Re: crypto comm
Nope. I don't buy it. Not for a minute.
I've listened in for decades also (started WAY back when the
local PD was just above the AM broadcast band). Then I got in the
fire side of the business as a career (34 years). In that we
worked closely with various LE agencies, none of which comms were
scrambled or encrypted; even when we migrated to trunked P25
(except fire ground ops, for that we used simplex, non-trunked
P25, that was far more reliable than waiting for the controller to
allow us to talk in an emergent situation).
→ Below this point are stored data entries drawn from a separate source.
//! Plug-in chains.
//!
//! Plug-ins are resolved through a compile-time string-keyed table of
//! in-process factories ([`registry`]) rather than a dynamically loaded
//! `.so`/`.dylib` resolved by a fully-qualified class name — `execute` runs
//! in-process, with no FFI boundary between the chain and its caller.

pub mod builtin;
pub mod registry;

use crate::model::file_metadata::FileStorageMetadata;
use async_trait::async_trait;
use bytes::Bytes;
use thiserror::Error;

#[derive(Debug, Clone, PartialEq, Eq, Error)]
pub enum PluginError {
	#[error("no plug-in registered for identifier {0:?}")]
	UnknownIdentifier(String),
	#[error("plug-in {identifier:?} failed: {message}")]
	ExecutionFailed { identifier: String, message: String },
}

/// One stage of an ingress plug-in chain: `execute(bytes, metadata) ->
/// (bytes', metadata')`.
#[async_trait]
pub trait InputPlugin: Send + Sync {
	async fn execute(&self, bytes: Bytes, metadata: FileStorageMetadata) -> Result<(Bytes, FileStorageMetadata), PluginError>;
}

/// One stage of an export plug-in chain, operating on the bytes of a
/// `ExportRequestDataMessage` instance in flight.
#[async_trait]
pub trait OutputPlugin: Send + Sync {
	async fn execute(&self, bytes: Bytes) -> Result<Bytes, PluginError>;
}

/// Runs an ordered chain of input plug-ins, resolving every identifier
/// before executing any of them — an unresolved identifier is a
/// `ConfigurationError`-shaped failure surfaced to the caller as a whole,
/// rather than failing partway through the chain.
pub async fn run_input_chain(
	identifiers: &[String],
	registry: &registry::PluginRegistry,
	mut bytes: Bytes,
	mut metadata: FileStorageMetadata,
) -> Result<(Bytes, FileStorageMetadata), PluginError> {
	let plugins: Vec<_> =
		identifiers.iter().map(|id| registry.resolve_input(id).ok_or_else(|| PluginError::UnknownIdentifier(id.clone()))).collect::<Result<_, _>>()?;
	for plugin in plugins {
		let (next_bytes, next_metadata) = plugin.execute(bytes, metadata).await?;
		bytes = next_bytes;
		metadata = next_metadata;
	}
	Ok((bytes, metadata))
}

/// Runs an ordered chain of output plug-ins over export bytes, mirroring
/// [`run_input_chain`]'s resolve-then-execute structure.
pub async fn run_output_chain(identifiers: &[String], registry: &registry::PluginRegistry, mut bytes: Bytes) -> Result<Bytes, PluginError> {
	let plugins: Vec<_> = identifiers
		.iter()
		.map(|id| registry.resolve_output(id).ok_or_else(|| PluginError::UnknownIdentifier(id.clone())))
		.collect::<Result<_, _>>()?;
	for plugin in plugins {
		bytes = plugin.execute(bytes).await?;
	}
	Ok(bytes)
}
Now that I've retired, I still like to know what is going on around me, from both my background and wanting situational awareness. It's more than knowing if the highway is shut down and traffic stopped. It's just part of me; wanting to know about the environments around me just like we did at work, to jump on calls faster than dispatch handoff allowed. It's not being nosy or paranoid at all, it's being aware.
Some officers WILL act out (it's very rare) AND be on the radio.
Not surprisingly, they're shortly gone from the agency (as is
proper). Stupid is as stupid does, they're gone quickly.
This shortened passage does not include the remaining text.